I’d like to see it formatted like this:

shouldOmitBracesButNotIndent =
  (parent.type is 'ExpressionStatement'
    and grandparent.type is 'ClassBody')
  or (parent.type is 'ArrayExpression' and parent.elements.length is 1)
  or isObjectPropertyValue path, {stackOffset, last: yes}

To me that’s way easier to follow the logical flow

And I’d never realized it’s a simple change to allow this long-desired (by me) feature, just making the logical operators be LINE_CONTINUERs. It wouldn’t break existing code, since no valid lines could currently begin with and(space)/or(space)/&&/||

PS the code snippet above is from the Prettier plugin printer source, which I’ve been writing in JS but have hacked together a very primitive version of es2coffee (repo, built as a Babel plugin that feeds its transformed AST to the Prettier plugin) which can transform it to Coffeescript pretty well - the decision to make our AST types as similar as possible to Babel AST types has proven beneficial

GeoffreyBooth · 2018-05-16T23:01:03Z

I’m still more of the mindset that using line continuers like and to imply a line continuation, rather than making it explicit with the \ operator, is hacky and bad style. Either let your line keep going and going (and use soft word wrap in your editor) or use \. But I’m not sure I’m in the majority on this one.
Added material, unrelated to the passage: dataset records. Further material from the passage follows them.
//! Deadline-ordered queue of deferred cues.
//!
//! Replaces fire-and-forget timers: an event is due when the simulation
//! clock reaches its deadline, and events due on the same tick come out in
//! (deadline, insertion) order.

use std::cmp::Ordering;
use std::collections::BinaryHeap;

use rampart_core::events::AudioEvent;

#[derive(Debug, Clone)]
struct Scheduled {
    due: f64,
    seq: u64,
    event: AudioEvent,
}

impl PartialEq for Scheduled {
    fn eq(&self, other: &Self) -> bool {
        self.cmp(other) == Ordering::Equal
    }
}

impl Eq for Scheduled {}

impl PartialOrd for Scheduled {
    fn partial_cmp(&self, other: &Self) -> Option<Ordering> {
        Some(self.cmp(other))
    }
}

impl Ord for Scheduled {
    // Reversed so the max-heap pops the earliest deadline first.
    fn cmp(&self, other: &Self) -> Ordering {
        other
            .due
            .total_cmp(&self.due)
            .then_with(|| other.seq.cmp(&self.seq))
    }
}

#[derive(Debug, Clone, Default)]
pub struct EventQueue {
    heap: BinaryHeap<Scheduled>,
    next_seq: u64,
}

impl EventQueue {
    pub fn new() -> Self {
        Self::default()
    }

    /// Schedule `event` to be released once the clock reaches `due`.
    pub fn schedule(&mut self, due: f64, event: AudioEvent) {
        let seq = self.next_seq;
        self.next_seq += 1;
        self.heap.push(Scheduled { due, seq, event });
    }

    /// Pop every event with `due <= now`, in order.
    pub fn release_due(&mut self, now: f64) -> Vec<AudioEvent> {
        let mut released = Vec::new();
        while self.heap.peek().is_some_and(|next| next.due <= now) {
            if let Some(next) = self.heap.pop() {
                released.push(next.event);
            }
        }
        released
    }

    pub fn len(&self) -> usize {
        self.heap.len()
    }

    pub fn is_empty(&self) -> bool {
        self.heap.is_empty()
    }
}
//! Snapshot system: queries the ECS world and builds a complete GameStateSnapshot.
//!
//! This system is read-only; it never modifies the world.

use hecs::World;

use rampart_core::components::*;
use rampart_core::enums::GamePhase;
use rampart_core::events::AudioEvent;
use rampart_core::state::*;
use rampart_core::types::{GridPos, SimTime};

use crate::context::{entity_id, DefenderState};
use crate::projectile::{Projectile, TargetLock};
use crate::systems::director::SpawnDirector;

/// Build a complete GameStateSnapshot from the current world state.
pub fn build_snapshot(
    world: &World,
    time: &SimTime,
    phase: GamePhase,
    wave: u32,
    defender: &DefenderState,
    director: &SpawnDirector,
    audio_events: Vec<AudioEvent>,
) -> GameStateSnapshot {
    let now = time.elapsed_secs;
    GameStateSnapshot {
        time: *time,
        phase,
        wave,
        defender: DefenderView {
            health: defender.health,
            gold: defender.gold,
            fallen: defender.fallen,
        },
        enemies: build_enemies(world, now),
        towers: build_towers(world, now),
        projectile_count: world
            .query::<&Projectile>()
            .iter()
            .filter(|(_, p)| p.active)
            .count() as u32,
        squads: director.active_squads().iter().map(|s| s.view()).collect(),
        audio_events,
    }
}

fn build_enemies(world: &World, now: f64) -> Vec<EnemyView> {
    let mut enemies: Vec<EnemyView> = world
        .query::<(&Enemy, &GridPos, &EnemyStats, &Vitals, &EnemyStatus, &EnemyAi, Option<&SquadTag>)>()
        .iter()
        .filter(|(_, (_, _, _, vitals, ..))| vitals.alive)
        .map(|(entity, (_, pos, stats, vitals, status, ai, tag))| EnemyView {
            id: entity_id(entity),
            kind: stats.kind,
            position: *pos,
            hp: vitals.hp,
            max_hp: vitals.max_hp,
            shield: vitals.shield,
            target_lane: ai.target_lane,
            retreating: ai.retreating,
            at_wall: ai.at_wall,
            stunned: now < status.stunned_until,
            slowed: now < status.slowed_until,
            invisible: now < status.invisible_until,
            squad: tag.map(|t| t.squad_id),
        })
        .collect();
    enemies.sort_by_key(|e| e.id);
    enemies
}

fn build_towers(world: &World, now: f64) -> Vec<TowerView> {
    let mut towers: Vec<TowerView> = world
        .query::<(&Tower, &GridPos, &TowerStatus, &TargetLock)>()
        .iter()
        .map(|(entity, (tower, pos, status, lock))| TowerView {
            id: entity_id(entity),
            kind: tower.kind,
            level: tower.level,
            position: *pos,
            stunned: now < status.stunned_until,
            disabled: now < status.disabled_until,
            target: lock
                .0
                .filter(|&target| world.get::<&Vitals>(target).is_ok_and(|v| v.alive))
                .map(entity_id),
        })
        .collect();
    towers.sort_by_key(|t| t.id);
    towers
}
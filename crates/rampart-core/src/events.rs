//! Cues emitted by the simulation for the audio/VFX side channel.
//!
//! Fire-and-forget: the simulation never reads them back. Entity ids are
//! `hecs::Entity::to_bits` values.

use serde::{Deserialize, Serialize};

use crate::enums::*;

#[derive(Debug, Clone, PartialEq, Serialize, Deserialize)]
#[serde(tag = "type")]
pub enum AudioEvent {
    /// A tower launched a projectile.
    TowerFired {
        tower: u64,
        kind: TowerKind,
        col: f64,
        row: f64,
    },
    /// Deferred end of a tower's firing recoil.
    TowerRecoilEnd { tower: u64 },
    /// Damage landed on an enemy (after shield and armor).
    EnemyHit {
        enemy: u64,
        col: f64,
        row: f64,
        damage: f64,
    },
    /// Shield soaked (part of) a hit.
    ShieldAbsorbed { enemy: u64, absorbed: f64 },
    /// Invulnerability blocked a hit.
    DamageBlocked { enemy: u64 },
    /// A projectile was dodged.
    EnemyDodged { enemy: u64, col: f64, row: f64 },
    /// An enemy died.
    EnemyKilled {
        enemy: u64,
        kind: EnemyKind,
        col: f64,
        row: f64,
    },
    /// Area damage went off.
    SplashDetonated { col: f64, row: f64, radius: f64 },
    /// A chain hop struck an enemy.
    ChainJump {
        col: f64,
        row: f64,
        hop: u32,
        damage: f64,
    },
    /// An enemy used an ability.
    AbilityTriggered {
        ability: AbilityKind,
        col: f64,
        row: f64,
        /// Towers stunned/disabled, allies healed, or gold drained.
        magnitude: f64,
    },
    /// An enemy struck the wall.
    WallStruck { damage: f64, health_left: f64 },
    /// Deferred wave-start announcement.
    WaveAnnounced { wave: u32 },
    /// All squads of the wave are spawned and dead.
    WaveCleared { wave: u32 },
    /// Defender health reached zero.
    DefenderFallen,
}
//! Combat system: abilities, then tower fire, then projectile collisions.
//!
//! Runs in a fixed order each tick: ability effects first, so a stun or
//! disable raised this tick already stops the affected towers from firing;
//! then every tower gets at most one shot; then projectiles resolve.

pub mod abilities;
pub mod collision;
pub mod damage;
pub mod targeting;
pub mod tower_status;

use hecs::Entity;

use rampart_core::components::*;
use rampart_core::constants::*;
use rampart_core::enums::TowerKind;
use rampart_core::events::AudioEvent;
use rampart_core::types::GridPos;

use crate::context::{entity_id, SimContext};
use crate::projectile::{Projectile, TargetLock};

pub fn run(ctx: &mut SimContext) {
    abilities::run(ctx);
    fire_towers(ctx);
    collision::run(ctx);
}

/// Give every ready tower one shot at its best target.
pub fn fire_towers(ctx: &mut SimContext) {
    let towers: Vec<(Entity, TowerKind, GridPos, TowerStats)> = ctx
        .world
        .query::<(&Tower, &GridPos, &TowerStats)>()
        .iter()
        .map(|(entity, (tower, pos, stats))| (entity, tower.kind, *pos, stats.clone()))
        .collect();

    for (entity, kind, pos, stats) in towers {
        let now = ctx.now;
        let ready = match ctx.world.query_one_mut::<&mut TowerStatus>(entity) {
            Ok(status) => {
                tower_status::can_act(status, now)
                    && tower_status::is_reloaded(status, stats.fire_interval_secs, now)
            }
            Err(_) => false,
        };
        if !ready {
            continue;
        }

        let target = targeting::find_target(ctx.world, pos, stats.range, now);
        if let Ok(mut lock) = ctx.world.get::<&mut TargetLock>(entity) {
            lock.0 = target;
        }
        let Some(target) = target else {
            continue;
        };
        let Some(target_pos) = ctx.world.get::<&GridPos>(target).ok().map(|p| *p) else {
            continue;
        };

        if let Ok(mut status) = ctx.world.get::<&mut TowerStatus>(entity) {
            status.last_fire_at = Some(now);
        }

        let origin = pos.as_vec();
        let velocity = (target_pos.as_vec() - origin).normalize_or_zero() * PROJECTILE_SPEED;
        ctx.world.spawn((Projectile {
            pos: origin,
            velocity,
            damage: stats.damage,
            ignores_armor: stats.damage_type.ignores_armor(),
            owner: entity,
            target: Some(target),
            splash_radius: stats.splash_radius,
            pierce_remaining: stats.pierce,
            chain: stats.chain,
            slow: stats.slow,
            hit: Vec::new(),
            active: true,
            spawned_at: now,
        },));

        let tower = entity_id(entity);
        ctx.audio.push(AudioEvent::TowerFired {
            tower,
            kind,
            col: pos.col,
            row: pos.row,
        });
        ctx.events
            .schedule(now + TOWER_RECOIL_SECS, AudioEvent::TowerRecoilEnd { tower });
        tracing::debug!(tower, target = entity_id(target), "tower fired");
    }
}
Since this is possible with and etc. at the end of the line, it seems reasonable to also allow it at the start. That doesn’t mean I think Prettier should automatically format like this; that’s another discussion. One of the other tenets of Prettier is that it’s opinionated, so we shouldn’t have too many options for people to have to wade through.

Inve1951 · 2018-05-17T07:27:22Z

One of the few things I’ve consistently wished that I could do in Coffeescript was to lead subsequent lines with the logical operator rather than have to break after the logical operator at the end of the line.

Same here.

There's an addition I'd love to see here which is indentation sensitive line continuation similar to leading dot property accessor. Consider this:

bGreets =
  /^hello/i.test myString
  and
    /\s+world$/i.test myString
    or /\s+coffee$/.test myString
  or
    /^goodbye$/.test myString

jashkenas · 2018-05-17T17:08:26Z

FWIW, I think it makes sense to allow any binary operator, when placed at the beginning or end of a line, to parse as a continuation of the preceding or following line...
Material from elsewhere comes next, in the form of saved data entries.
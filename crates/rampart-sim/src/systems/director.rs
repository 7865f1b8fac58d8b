//! Spawn director: turns wave content into staggered, role-aware squads.
//!
//! A wave's groups are merged by spawn delay into squads. Squads wait in a
//! pending list until their stagger elapses, are then released member by
//! member, coordinated every tick, and retired once fully spawned and dead.

use std::collections::BTreeMap;

use hecs::World;

use rampart_core::constants::*;
use rampart_core::enums::EnemyKind;
use rampart_core::events::AudioEvent;
use rampart_core::tables::BalanceTables;

use rampart_tactics::controller::MovementController;
use rampart_tactics::threat::ThreatAssessment;

use crate::context::SimContext;
use crate::squad::Squad;
use crate::systems::survey;
use crate::waves::{WaveContent, WaveGroup};

#[derive(Debug, Clone)]
struct PendingSquad {
    squad: Squad,
    activate_at: f64,
}

#[derive(Debug, Clone, Default)]
pub struct SpawnDirector {
    pending: Vec<PendingSquad>,
    active: Vec<Squad>,
    next_squad_id: u32,
    /// Squads not yet retired, per wave.
    open_waves: BTreeMap<u32, usize>,
    /// Aim the first squad of each wave at the weakest spawn lane.
    tactical_variance: bool,
}

/// Merge groups that share a spawn delay, in order of first appearance.
pub fn group_by_delay(groups: &[WaveGroup]) -> Vec<(f64, Vec<EnemyKind>)> {
    let mut merged: Vec<(f64, Vec<EnemyKind>)> = Vec::new();
    for group in groups {
        let units = std::iter::repeat(group.kind).take(group.count as usize);
        match merged.iter_mut().find(|(delay, _)| *delay == group.spawn_delay) {
            Some((_, kinds)) => kinds.extend(units),
            None => merged.push((group.spawn_delay, units.collect())),
        }
    }
    merged.retain(|(_, kinds)| !kinds.is_empty());
    merged
}

impl SpawnDirector {
    pub fn new(tactical_variance: bool) -> Self {
        Self {
            tactical_variance,
            ..Self::default()
        }
    }

    /// Build and queue the squads of `wave`. Returns how many were queued.
    pub fn start_wave(
        &mut self,
        wave: u32,
        content: &dyn WaveContent,
        world: &World,
        tables: &BalanceTables,
        threat: &ThreatAssessment,
        now: f64,
    ) -> usize {
        let batches = group_by_delay(&content.composition(wave));
        if batches.is_empty() {
            tracing::warn!(wave, "wave has no units");
            return 0;
        }

        let towers = survey::tower_snapshots(world);
        let count = batches.len();
        for (index, (delay, kinds)) in batches.into_iter().enumerate() {
            let rotated = SPAWN_LANES[(wave as usize + index) % SPAWN_LANES.len()];
            let lane = if self.tactical_variance && index == 0 {
                threat
                    .find_weakest_column(&towers, &SPAWN_LANES)
                    .unwrap_or(rotated)
            } else {
                rotated
            };
            let squad = Squad::new(self.next_squad_id, wave, kinds, lane, delay, tables);
            self.next_squad_id += 1;
            self.pending.push(PendingSquad {
                squad,
                activate_at: now + index as f64 * SQUAD_STAGGER_SECS,
            });
        }
        *self.open_waves.entry(wave).or_default() += count;
        tracing::debug!(wave, squads = count, "wave started");
        count
    }

    /// Activate due squads and let every active squad release its next member.
    pub fn spawn(&mut self, ctx: &mut SimContext, controller: &MovementController) {
        let now = ctx.now;
        let (due, waiting): (Vec<PendingSquad>, Vec<PendingSquad>) = std::mem::take(&mut self.pending)
            .into_iter()
            .partition(|p| p.activate_at <= now);
        self.pending = waiting;
        for pending in due {
            tracing::debug!(squad = pending.squad.id, "squad activated");
            self.active.push(pending.squad);
        }

        for squad in &mut self.active {
            squad.spawn(ctx, controller);
        }
    }

    /// Coordinate active squads, retire spent ones, and announce cleared waves.
    pub fn update(&mut self, ctx: &mut SimContext) {
        for squad in &mut self.active {
            squad.update(ctx.world, ctx.now);
        }

        let (spent, live): (Vec<Squad>, Vec<Squad>) =
            std::mem::take(&mut self.active).into_iter().partition(Squad::is_spent);
        self.active = live;

        for squad in spent {
            tracing::debug!(squad = squad.id, wave = squad.wave, "squad retired");
            let Some(open) = self.open_waves.get_mut(&squad.wave) else {
                continue;
            };
            *open = open.saturating_sub(1);
            if *open == 0 {
                self.open_waves.remove(&squad.wave);
                ctx.audio.push(AudioEvent::WaveCleared { wave: squad.wave });
                tracing::info!(wave = squad.wave, "wave cleared");
            }
        }
    }

    pub fn active_squads(&self) -> &[Squad] {
        &self.active
    }

    pub fn pending_count(&self) -> usize {
        self.pending.len()
    }

    /// No squad pending or active.
    pub fn is_idle(&self) -> bool {
        self.pending.is_empty() && self.active.is_empty()
    }
}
GeoffreyBooth · 2018-05-17T17:45:12Z

I would also warn that the leading dot chaining notation, e.g.

foo()
.then fn
.catch handleError

Has been the largest source of bugs in CoffeeScript’s history. The more things that cause line continuation, the more potential trouble that gets caused, e.g.:

foo()
.then fn() and
  otherFn()
  .then yetAnotherFn # Does this chain off of foo() or otherFn()?

The problem is that suddenly whitespace is insignificant here. You can indent or not and it doesn’t matter. It’s hard for users to follow what implied line continuation matches with what, and it goes against the general philosophy that indentation should inform these things.
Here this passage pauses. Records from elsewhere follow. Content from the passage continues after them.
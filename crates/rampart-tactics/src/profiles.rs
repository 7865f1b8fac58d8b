//! Kind-specific behavioral profiles.
//!
//! Every enemy kind runs the same movement controller; the differences are
//! these tuning constants.

use rampart_core::enums::EnemyKind;

/// Movement tuning for an enemy kind.
#[derive(Debug, Clone, Copy, PartialEq)]
pub struct MovementProfile {
    /// Seconds between lane decisions.
    pub lane_switch_cooldown_secs: f64,
    /// Lateral speed as a fraction of effective forward speed.
    pub lateral_speed_factor: f64,
    /// Multiplier on the avoidance vector.
    pub avoidance_strength: f64,
    /// Radius within which neighbors repel.
    pub detection_radius: f64,
    /// Minimum seconds between retreat starts.
    pub retreat_cooldown_secs: f64,
    /// How long a retreat lasts.
    pub retreat_duration_secs: f64,
}

const BASELINE: MovementProfile = MovementProfile {
    lane_switch_cooldown_secs: 1.0,
    lateral_speed_factor: 0.8,
    avoidance_strength: 1.0,
    detection_radius: 1.0,
    retreat_cooldown_secs: 5.0,
    retreat_duration_secs: 0.8,
};

/// Get the movement profile for a given kind.
pub fn movement_profile(kind: EnemyKind) -> MovementProfile {
    match kind {
        EnemyKind::Grunt | EnemyKind::Banshee | EnemyKind::Vampire => BASELINE,
        EnemyKind::Rusher => MovementProfile {
            lane_switch_cooldown_secs: 0.6,
            lateral_speed_factor: 1.2,
            avoidance_strength: 0.6,
            detection_radius: 0.8,
            retreat_cooldown_secs: 4.0,
            retreat_duration_secs: 0.5,
        },
        EnemyKind::Flyer => MovementProfile {
            lane_switch_cooldown_secs: 0.8,
            avoidance_strength: 0.3,
            detection_radius: 0.6,
            retreat_cooldown_secs: 6.0,
            retreat_duration_secs: 0.5,
            ..BASELINE
        },
        EnemyKind::Tank => MovementProfile {
            lane_switch_cooldown_secs: 2.5,
            lateral_speed_factor: 0.5,
            avoidance_strength: 1.5,
            detection_radius: 1.2,
            retreat_cooldown_secs: 8.0,
            ..BASELINE
        },
        EnemyKind::Boss => MovementProfile {
            lane_switch_cooldown_secs: 3.0,
            lateral_speed_factor: 0.4,
            avoidance_strength: 2.0,
            detection_radius: 1.5,
            retreat_cooldown_secs: 12.0,
            ..BASELINE
        },
        EnemyKind::Healer => MovementProfile {
            lane_switch_cooldown_secs: 1.2,
            ..BASELINE
        },
        EnemyKind::Assassin => MovementProfile {
            lane_switch_cooldown_secs: 0.8,
            lateral_speed_factor: 1.1,
            avoidance_strength: 0.8,
            detection_radius: 0.9,
            retreat_cooldown_secs: 4.0,
            retreat_duration_secs: 0.6,
        },
        EnemyKind::Skirmisher => MovementProfile {
            lane_switch_cooldown_secs: 0.7,
            lateral_speed_factor: 1.1,
            avoidance_strength: 0.8,
            retreat_cooldown_secs: 3.0,
            retreat_duration_secs: 0.6,
            ..BASELINE
        },
    }
}

/// Relative importance of a kind when weighing coordination decisions.
pub fn threat_multiplier(kind: EnemyKind) -> f64 {
    match kind {
        EnemyKind::Grunt => 1.0,
        EnemyKind::Rusher => 1.2,
        EnemyKind::Flyer => 1.3,
        EnemyKind::Tank => 1.5,
        EnemyKind::Boss => 3.0,
        EnemyKind::Healer => 1.4,
        EnemyKind::Banshee => 1.6,
        EnemyKind::Vampire => 1.5,
        EnemyKind::Assassin => 1.8,
        EnemyKind::Skirmisher => 1.1,
    }
}
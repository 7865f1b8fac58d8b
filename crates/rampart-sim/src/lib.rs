//! Simulation engine for RAMPART.
//!
//! Owns the hecs ECS world, runs systems at a fixed tick rate, and produces
//! GameStateSnapshots for the host. Completely headless.

pub mod context;
pub mod engine;
pub mod event_queue;
pub mod projectile;
pub mod squad;
pub mod systems;
pub mod waves;
pub mod world_setup;

pub use engine::{SimConfig, SimulationEngine};
pub use rampart_core as core;
//! Neighbor avoidance steering.
//!
//! Each live neighbor inside the detection radius pushes the mover away,
//! with a strength that grows linearly as the gap closes. The pushes are
//! averaged so a dense crowd does not produce an unbounded force.

use glam::DVec2;

use rampart_core::constants::{AVOIDANCE_BLOCK_THRESHOLD, MIN_FORWARD_FACTOR};
use rampart_core::types::GridPos;

use crate::context::Neighbor;

/// Average repulsion from neighbors within `radius`, scaled by `strength`.
/// `x` is the lateral (column) component, `y` the forward (row) component.
/// Exactly zero when no other neighbor is inside the radius.
pub fn avoidance_force(
    pos: GridPos,
    self_key: u64,
    neighbors: &[Neighbor],
    radius: f64,
    strength: f64,
) -> DVec2 {
    let origin = pos.as_vec();
    let mut sum = DVec2::ZERO;
    let mut count = 0usize;

    for neighbor in neighbors {
        if neighbor.key == self_key {
            continue;
        }
        let away = origin - neighbor.pos.as_vec();
        let distance = away.length();
        // Coincident neighbors have no direction to push along.
        if distance >= radius || distance <= f64::EPSILON {
            continue;
        }
        let closeness = (radius - distance) / radius;
        sum += away / distance * closeness;
        count += 1;
    }

    if count == 0 {
        return DVec2::ZERO;
    }
    sum / count as f64 * strength
}

/// Forward speed multiplier derived from the vertical avoidance component.
/// A strong push back (negative `y`) means something is blocking ahead.
pub fn forward_damping(force: DVec2) -> f64 {
    if force.y < -AVOIDANCE_BLOCK_THRESHOLD {
        (1.0 + force.y).clamp(MIN_FORWARD_FACTOR, 1.0)
    } else {
        1.0
    }
}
Since and already implies a line continuation, it’s not terrible to allow it to do so from the start of a line rather than the end. But I would encourage us not to keep adding ways to imply a line continuation, as it’ll keep creating new issues like we’ve seen with leading dot.

helixbass · 2018-05-20T00:43:25Z

@GeoffreyBooth you're right LINE_CONTINUER is sort of inherently problematic. So I thought about it a bit more and reimplemented to use a primarily grammar-based solution

Basically it adds rules for Expression TERMINATOR && Expression and Expression TERMINATOR || Expression. This caused a grammar ambiguity so I added a rewriter pass to convert eg TERMINATOR && -> LEADING_&& and the grammar rule is actually Expression LEADING_&& Expression. It's possible there's some grammar cleverness that could avoid the ambiguity, but it's a simple rewriter pass

Then, since the desired behavior (sort of like chaining) is to be able to either align or indent the leading-logical lines (ie both of these should be ok):

a
and b

a
  and b

, instead of making the leading-logical regex be a LINE_CONTINUER, I made it a new INDENT_SUPPRESSOR - basically then a TERMINATOR will be generated rather than an INDENT even if the line is indented

This has proved to work well for the cases I've come up with (added a bunch of tests involving things like if blocks, implicit objects/calls, functions with inline/indented bodies), everything seems to be behaving in accordance with what the indentation implies. It does close open implicit calls/objects in an intuitive way with respect to indentation by virtue of the rewriter pass coming after addImplicitBracesAndParens() (so the TERMINATOR triggers closing them before being rewritten away)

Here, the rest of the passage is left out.